Nova portaria levanta discussão sobre como atrair e valorizar os profissionais da saúde pública
Raquel Júnia - EPSJV/Fiocruz | 05/09/2011 08h00 - Atualizado em 01/07/2022 09h46

A Emenda Constitucional 51 determinou que os agentes comunitários de saúde devem ser selecionados por um processo seletivo diferente do concurso público porque permite exigir que esses profissionais residam nas áreas onde as equipes de saúde da família das quais farão parte atuam. A assessora da Confederação  Nacional dos Agentes Comunitários de Saúde (Conacs), Elane Alves, comenta que de 2006 para cá avançou muito o cumprimento da legislação. Entre as regiões do país, ela destaca o Nordeste como a mais avançada. Já as regiões norte e sul ainda estão, segundo a Conacs, bem atrasadas. A Confederação denuncia também que muitos agentes ainda são contratados de forma precarizada, com terceirizações, contratos passando por Oscips e ONGs, em um claro descumprimento da emenda 51, que determina também a contratação direta pelo ente empregador - município, estado ou governo federal. De acordo com a Confederação, o estado de Goiás é um exemplo positivo nesse sentido, onde em 100% dos municípios os agentes são contratados na forma como exige a legislação. Outros estados com bons indicadores são também a Bahia, Ceará e Pernambuco. No topo dos piores estão Rio de Janeiro e São Paulo.

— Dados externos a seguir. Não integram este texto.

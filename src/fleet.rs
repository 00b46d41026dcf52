//! Fleet registry: pilot lifecycle, drone ownership and status broadcast.
//!
//! Each pilot owns exactly one drone, tracked in the [`FleetRegistry`].
//! Joining spawns an authoritative autopilot drone, leaving despawns it, and
//! selecting a drone swaps it onto direct keyboard control while every other
//! drone falls back to autopilot. Mirror drones (spawned without
//! [`Authority`]) hold state for display but are never advanced here.

mod entities;
mod systems;

pub use entities::{
    Authority, ClientId, DroneSelected, DroneStatus, FleetRegistry, InputSource, PilotJoined,
    PilotLeft, set_input_source, spawn_drone,
};

use bevy::prelude::*;

use crate::flight::FlightIntegrationSet;

/// Pilot lifecycle handling and per-tick status broadcast.
pub struct FleetPlugin;

impl Plugin for FleetPlugin {
    fn build(&self, app: &mut App) {
        app.register_type::<ClientId>()
            .register_type::<Authority>()
            .init_resource::<FleetRegistry>()
            .add_message::<PilotJoined>()
            .add_message::<PilotLeft>()
            .add_message::<DroneSelected>()
            .add_message::<DroneStatus>()
            .add_systems(
                Update,
                (systems::handle_joins, systems::handle_leaves, systems::handle_selection),
            )
            .add_systems(
                FixedUpdate,
                systems::broadcast_status.after(FlightIntegrationSet),
            );
    }
}
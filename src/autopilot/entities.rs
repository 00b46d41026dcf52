use bevy::prelude::*;

use crate::pid::PidController;

/// Target-selection mode, fixed for the lifetime of one autopilot instance.
#[derive(Clone, Copy, Debug, PartialEq, Eq, Reflect)]
pub enum SteeringMode {
    /// Chase another entity's current position.
    Follow(Entity),
    /// Pick a fresh random point near the drone on a timer.
    Wander,
    /// Visit the waypoint list in order, wrapping to the start.
    Waypoint,
    /// Visit the waypoint list in uniform-random order.
    WaypointRandom,
    /// Sweep the waypoint list forward then backward, bouncing at both ends.
    WaypointPingPong,
}

/// A sensed obstacle: a sphere of `radius` around the entity's translation.
///
/// Probe rays test against these instead of a physics engine's colliders.
#[derive(Component, Clone, Copy, Debug, Reflect)]
pub struct Obstacle {
    /// Sphere radius in world units.
    pub radius: f32,
}

/// AI input source for one drone.
///
/// Carries its whole configuration per instance (the way each drone in the
/// fleet can fly a different patrol), plus the retained steering state:
/// waypoint cursor, ping-pong direction, wander timer and the optional PID
/// controllers.
#[derive(Component, Clone, Debug, Reflect)]
pub struct Autopilot {
    /// Steering mode; never changes at runtime.
    pub mode: SteeringMode,
    /// Ordered patrol points for the waypoint modes.
    pub waypoints: Vec<Vec3>,
    /// Rate at which the published command chases the desired command.
    pub lerp_speed: f32,
    /// Distance below which the current target counts as reached.
    pub stop_distance: f32,
    /// Radius of the wander sphere around the drone.
    pub wander_radius: f32,
    /// Seconds between wander target re-rolls.
    pub wander_timer: f32,
    /// Number of probe rays in the detection fan.
    pub ray_count: usize,
    /// Total fan spread in degrees, centered on the heading.
    pub ray_spread: f32,
    /// Maximum obstacle detection range.
    pub detection_distance: f32,
    /// Radius of the spherical probe swept along each ray.
    pub probe_radius: f32,
    /// Keep the fan aligned with the tilted body axis instead of flattening
    /// rays onto the horizontal plane, and steer by surface reflection.
    pub local_forward_rays: bool,
    /// Cap on the accumulated avoidance vector's length. The default
    /// `INFINITY` preserves the unnormalized sum, where a dense fan can
    /// outweigh the target direction.
    pub avoidance_limit: f32,
    /// Route roll/pitch/lift through the PID controllers instead of using
    /// the raw heuristic values.
    pub use_pid: bool,
    /// PID for the roll axis.
    pub pid_roll: PidController,
    /// PID for the pitch axis.
    pub pid_pitch: PidController,
    /// PID for the lift axis.
    pub pid_lift: PidController,
    pub(crate) waypoint_index: usize,
    pub(crate) ping_pong_forward: bool,
    pub(crate) wander_elapsed: f32,
    pub(crate) wander_target: Option<Vec3>,
    pub(crate) warned_degraded: bool,
}

impl Default for Autopilot {
    fn default() -> Self {
        Self {
            mode: SteeringMode::Waypoint,
            waypoints: Vec::new(),
            lerp_speed: 5.0,
            stop_distance: 1.0,
            wander_radius: 5.0,
            wander_timer: 3.0,
            ray_count: 5,
            ray_spread: 45.0,
            detection_distance: 5.0,
            probe_radius: 0.5,
            local_forward_rays: false,
            avoidance_limit: f32::INFINITY,
            use_pid: false,
            pid_roll: PidController::default(),
            pid_pitch: PidController::default(),
            pid_lift: PidController::default(),
            waypoint_index: 0,
            ping_pong_forward: true,
            // Expired from the start so the first wander pass rolls a target.
            wander_elapsed: f32::MAX,
            wander_target: None,
            warned_degraded: false,
        }
    }
}

impl Autopilot {
    /// Autopilot in the given mode with everything else at defaults.
    pub fn with_mode(mode: SteeringMode) -> Self {
        Self {
            mode,
            ..Self::default()
        }
    }

    /// Waypoint autopilot over `waypoints`.
    pub fn patrol(waypoints: Vec<Vec3>) -> Self {
        Self {
            mode: SteeringMode::Waypoint,
            waypoints,
            ..Self::default()
        }
    }

    /// Index of the waypoint currently being flown toward.
    pub fn waypoint_index(&self) -> usize {
        self.waypoint_index
    }

    /// Clears retained steering state: PID accumulators, wander target and
    /// the waypoint cursor.
    pub fn reset(&mut self) {
        self.pid_roll.reset();
        self.pid_pitch.reset();
        self.pid_lift.reset();
        self.waypoint_index = 0;
        self.ping_pong_forward = true;
        self.wander_elapsed = f32::MAX;
        self.wander_target = None;
    }
}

A Conacs acredita que o Ministério da Saúde (MS) deveria atuar para que os municípios cumpram o que determina a emenda constitucional 51, o que teria consequências diretas na boa qualidade do atendimento da ESF. Segundo Elane, ainda neste mês e por sugestão do próprio ministro da saúde, Alexandre Padilha, será reinstalado o Comitê de desprecarização do SUS, uma iniciativa para discutir como resolver esses e outros problemas de categorias que atuam no Sistema Único de Saúde.  "A Conacs vai fazer parte, e uma das pautas é justamente encontrar mecanismos via Ministério da Saúde para cobrar dos estados e municípios que ainda não cumpriram a Emenda 51", destaca.

Essa não é a única cobrança que a Conacs faz ao Ministério da Saúde. Outra é o envio urgente de um projeto de lei ao congresso que estabeleça o piso nacional e o plano de carreira dos agentes de saúde. A Câmara dos Deputados formou uma comissão especial para discutir a questão. Elane explica que há 18 projetos de lei sobre o assunto tramitando no Congresso, entretanto, como as propostas geram gastos para o governo federal, para que a decisão não seja questionada posteriormente como inconstitucional é necessário que um projeto de lei parta do Executivo. A Conacs planeja para os primeiros dias de outubro uma vigília em Brasília para pressionar o governo federal a enviar a proposta. "A ideia dessa vigília nacional é amadurecer essa proposta com pressão, com reivindicação, com o que for necessário. Queremos trabalhar para que o governo, depois de mais dois anos de diálogo, realmente encaminhe o projeto e consigamos concluir os trabalhos", diz Elane.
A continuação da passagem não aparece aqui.